─── Data to use

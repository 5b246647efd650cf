// crates/dht-eval-core/src/runtime/source.rs
// ============================================================================
// Module: DHT Eval In-Memory Source
// Description: Simple in-memory sample source for tests and examples.
// Purpose: Provide a deterministic source implementation without storage deps.
// Dependencies: crate::core, crate::interfaces
// ============================================================================

//! ## Overview
//! This module provides an in-memory implementation of [`SampleSource`].
//! Rows are stored per run path and query; row ids are 1-based positions in
//! the stored row list, so row windows behave like they do on a real
//! benchmark table. It is not intended for production use.

// ============================================================================
// SECTION: Imports
// ============================================================================

use std::collections::BTreeMap;
use std::path::Path;
use std::path::PathBuf;

use crate::core::MeasurementQuery;
use crate::core::RowWindow;
use crate::core::SampleMatrix;
use crate::interfaces::SampleSource;
use crate::interfaces::SourceError;

// ============================================================================
// SECTION: In-Memory Source
// ============================================================================

/// In-memory sample source for tests and examples.
#[derive(Debug, Default, Clone)]
pub struct InMemorySampleSource {
    /// Stored rows by run path, then query name.
    runs: BTreeMap<PathBuf, BTreeMap<&'static str, Vec<Vec<f64>>>>,
}

impl InMemorySampleSource {
    /// Creates an empty source.
    #[must_use]
    pub fn new() -> Self {
        Self::default()
    }

    /// Stores `rows` for `query` on the run at `path`.
    ///
    /// The first row has row id 1.
    #[must_use]
    pub fn with_rows(
        mut self,
        path: impl Into<PathBuf>,
        query: MeasurementQuery,
        rows: Vec<Vec<f64>>,
    ) -> Self {
        self.runs.entry(path.into()).or_default().insert(query.name(), rows);
        self
    }
}

impl SampleSource for InMemorySampleSource {
    fn fetch(
        &self,
        path: &Path,
        queries: &[MeasurementQuery],
        window: RowWindow,
    ) -> Result<Vec<SampleMatrix>, SourceError> {
        let run =
            self.runs.get(path).ok_or_else(|| SourceError::NotFound(path.display().to_string()))?;
        let mut matrices = Vec::with_capacity(queries.len());
        for query in queries {
            let rows = run.get(query.name()).ok_or_else(|| {
                SourceError::DataAccess(format!(
                    "{}: no such table: {}",
                    path.display(),
                    query.table()
                ))
            })?;
            let skip = usize::try_from(window.start.saturating_sub(1)).unwrap_or(usize::MAX);
            let take = usize::try_from(window.capacity()).unwrap_or(usize::MAX);
            let matrix =
                SampleMatrix::from_rows(query.column_count(), rows.iter().skip(skip).take(take))
                    .map_err(|err| SourceError::DataAccess(format!("{}: {err}", path.display())))?;
            matrices.push(matrix);
        }
        Ok(matrices)
    }
}
//! Config loading and validation tests for dht-eval-config.
// crates/dht-eval-config/tests/config_validation.rs
// =============================================================================
// Module: Config Loading and Validation Tests
// Description: Validate defaults, file limits, and field invariants.
// Purpose: Ensure config loading fails closed on every invalid input.
// =============================================================================

#![allow(
    clippy::use_debug,
    clippy::float_cmp,
    reason = "Test-only diagnostics and exact default comparisons are permitted."
)]

use std::fs;
use std::path::PathBuf;

use dht_eval_config::ConfigError;
use dht_eval_config::EvalConfig;
use dht_eval_config::config_toml_example;
use dht_eval_core::ExperimentKey;
use dht_eval_core::RowWindow;
use tempfile::TempDir;

type TestResult = Result<(), String>;

fn write_config(dir: &TempDir, content: &[u8]) -> Result<PathBuf, String> {
    let path = dir.path().join("dht-eval.toml");
    fs::write(&path, content).map_err(|err| err.to_string())?;
    Ok(path)
}

fn config_from_toml(toml_str: &str) -> Result<EvalConfig, String> {
    toml::from_str(toml_str).map_err(|err| err.to_string())
}

fn assert_invalid(result: Result<(), ConfigError>, needle: &str) -> TestResult {
    match result {
        Err(ConfigError::Invalid(message)) => {
            if message.contains(needle) {
                Ok(())
            } else {
                Err(format!("error {message} did not contain {needle}"))
            }
        }
        Err(other) => Err(format!("expected invalid config, got {other}")),
        Ok(()) => Err("expected invalid config".to_string()),
    }
}

fn with_input(mut config: EvalConfig) -> EvalConfig {
    config.input_directories = vec![PathBuf::from("data/run-1")];
    config
}

// ============================================================================
// SECTION: Loading
// ============================================================================

#[test]
fn example_config_loads_and_matches_defaults() -> TestResult {
    let dir = TempDir::new().map_err(|err| err.to_string())?;
    let path = write_config(&dir, config_toml_example().as_bytes())?;
    let loaded = EvalConfig::load(Some(&path)).map_err(|err| err.to_string())?;
    if loaded.source_path.as_deref() != Some(path.as_path()) {
        return Err("source_path should record the loaded file".to_string());
    }
    let mut expected = EvalConfig {
        input_directories: vec![PathBuf::from("../data/local_dht_benchmark_k10_a3")],
        ..EvalConfig::default()
    };
    expected.source_path = Some(path);
    if loaded != expected {
        return Err(format!("example diverges from defaults: {loaded:?}"));
    }
    Ok(())
}

#[test]
fn empty_file_uses_defaults_with_input_override() -> TestResult {
    let dir = TempDir::new().map_err(|err| err.to_string())?;
    let path = write_config(&dir, b"")?;
    let inputs = vec![PathBuf::from("a"), PathBuf::from("b")];
    let config = EvalConfig::load_with_inputs(Some(&path), &inputs).map_err(|err| err.to_string())?;
    if config.input_directories != inputs {
        return Err("inputs should replace input_directories".to_string());
    }
    if config.row_window != RowWindow::default() || config.percentile_client != 99.0 {
        return Err("defaults should apply to an empty file".to_string());
    }
    Ok(())
}

#[test]
fn empty_file_without_inputs_is_rejected() -> TestResult {
    let dir = TempDir::new().map_err(|err| err.to_string())?;
    let path = write_config(&dir, b"")?;
    match EvalConfig::load(Some(&path)) {
        Err(ConfigError::Invalid(message)) if message.contains("input_directories") => Ok(()),
        other => Err(format!("expected missing inputs error, got {other:?}")),
    }
}

#[test]
fn explicit_missing_file_is_io_error() -> TestResult {
    let dir = TempDir::new().map_err(|err| err.to_string())?;
    let path = dir.path().join("absent.toml");
    match EvalConfig::load_with_inputs(Some(&path), &[PathBuf::from("a")]) {
        Err(ConfigError::Io(_)) => Ok(()),
        other => Err(format!("expected io error, got {other:?}")),
    }
}

#[test]
fn unknown_keys_are_rejected() -> TestResult {
    let dir = TempDir::new().map_err(|err| err.to_string())?;
    let path = write_config(&dir, b"input_directories = [\"a\"]\nplot_format = \"pdf\"\n")?;
    match EvalConfig::load(Some(&path)) {
        Err(ConfigError::Parse(_)) => Ok(()),
        other => Err(format!("expected parse error, got {other:?}")),
    }
}

#[test]
fn oversized_file_is_rejected() -> TestResult {
    let dir = TempDir::new().map_err(|err| err.to_string())?;
    let mut content = b"input_directories = [\"a\"]\n".to_vec();
    content.extend(std::iter::repeat_n(b'#', 1024 * 1024));
    let path = write_config(&dir, &content)?;
    assert_invalid(EvalConfig::load(Some(&path)).map(|_| ()), "size limit")
}

#[test]
fn non_utf8_file_is_rejected() -> TestResult {
    let dir = TempDir::new().map_err(|err| err.to_string())?;
    let path = write_config(&dir, &[0xff, 0xfe, 0x00])?;
    assert_invalid(EvalConfig::load(Some(&path)).map(|_| ()), "utf-8")
}

// ============================================================================
// SECTION: Field Validation
// ============================================================================

#[test]
fn percentiles_must_be_within_range() -> TestResult {
    let mut config = with_input(config_from_toml("percentile_client = 100.5")?);
    assert_invalid(config.validate(), "percentile_client")?;
    config.percentile_client = 99.0;
    config.percentile_detail = -1.0;
    assert_invalid(config.validate(), "percentile_detail")
}

#[test]
fn row_window_must_be_valid() -> TestResult {
    let config = with_input(config_from_toml("[row_window]\nstart = 0\nend = 10\n")?);
    assert_invalid(config.validate(), "row_window")?;
    let config = with_input(config_from_toml("[row_window]\nstart = 50\nend = 50\n")?);
    assert_invalid(config.validate(), "row_window")
}

#[test]
fn locator_extension_must_not_contain_dot() -> TestResult {
    let config = with_input(config_from_toml("[locator]\nfile_extension = \".db\"\n")?);
    assert_invalid(config.validate(), "locator.file_extension")
}

#[test]
fn locator_prefix_must_not_be_empty() -> TestResult {
    let config = with_input(config_from_toml("[locator]\nfile_prefix = \"\"\n")?);
    assert_invalid(config.validate(), "locator.file_prefix")
}

#[test]
fn report_panels_are_bounded() -> TestResult {
    let mut config = with_input(EvalConfig::default());
    config.report.node_panels = (0 .. 17).collect();
    assert_invalid(config.validate(), "report.node_panels")
}

#[test]
fn input_directories_are_bounded() -> TestResult {
    let mut config = EvalConfig::default();
    config.input_directories = (0 .. 65).map(|index| PathBuf::from(format!("dir-{index}"))).collect();
    assert_invalid(config.validate(), "input_directories")
}

#[test]
fn busy_timeout_must_be_positive() -> TestResult {
    let config = with_input(config_from_toml("[sqlite]\nbusy_timeout_ms = 0\n")?);
    assert_invalid(config.validate(), "busy_timeout_ms")
}

// ============================================================================
// SECTION: Options
// ============================================================================

#[test]
fn options_carry_config_values() -> TestResult {
    let config = with_input(config_from_toml(
        "percentile_client = 95.0\n[detail_snapshot_key]\nnum_nodes = 64\nlatency = 10\n\
         [locator]\nfile_prefix = \"bench\"\nfile_extension = \"sqlite\"\n",
    )?);
    config.validate().map_err(|err| err.to_string())?;
    let options = config.to_options().map_err(|err| err.to_string())?;
    if options.percentile_client != 95.0 || options.percentile_detail != 90.0 {
        return Err("percentiles not carried over".to_string());
    }
    if options.detail_key != Some(ExperimentKey::new(64, 10)) {
        return Err("detail key not carried over".to_string());
    }
    let parsed = options.pattern.parse("bench_k1_a2_n64_l5.sqlite");
    if parsed.map(|params| params.num_nodes) != Some(64) {
        return Err("pattern should follow locator settings".to_string());
    }
    if options.pattern.parse("local_dht_benchmark_k1_a2_n64_l5.db").is_some() {
        return Err("default pattern should no longer match".to_string());
    }
    Ok(())
}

──────

**What is expected:** Only lines of the data holding the word "take" go in the answer. Please copy each of them.

**Result below:**
            let take = usize::try_from(window.capacity()).unwrap_or(usize::MAX);
                SampleMatrix::from_rows(query.column_count(), rows.iter().skip(skip).take(take))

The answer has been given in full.